— Data supplied —
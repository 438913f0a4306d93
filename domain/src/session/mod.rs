//! Shared session state and the store that merges participant actions

pub mod action;
pub mod entities;
pub mod store;

pub use action::SessionAction;
pub use entities::{Session, SessionPhase, SessionSnapshot};
pub use store::{ApplyOutcome, SessionStore};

— Required action —
Would you please copy out every line of the data exactly?

— Your solution —
repository 438913f0a4306d93
filename domain/src/session/mod.rs
//! Shared session state and the store that merges participant actions

pub mod action;
pub mod entities;
pub mod store;

pub use action::SessionAction;
pub use entities::{Session, SessionPhase, SessionSnapshot};
pub use store::{ApplyOutcome, SessionStore};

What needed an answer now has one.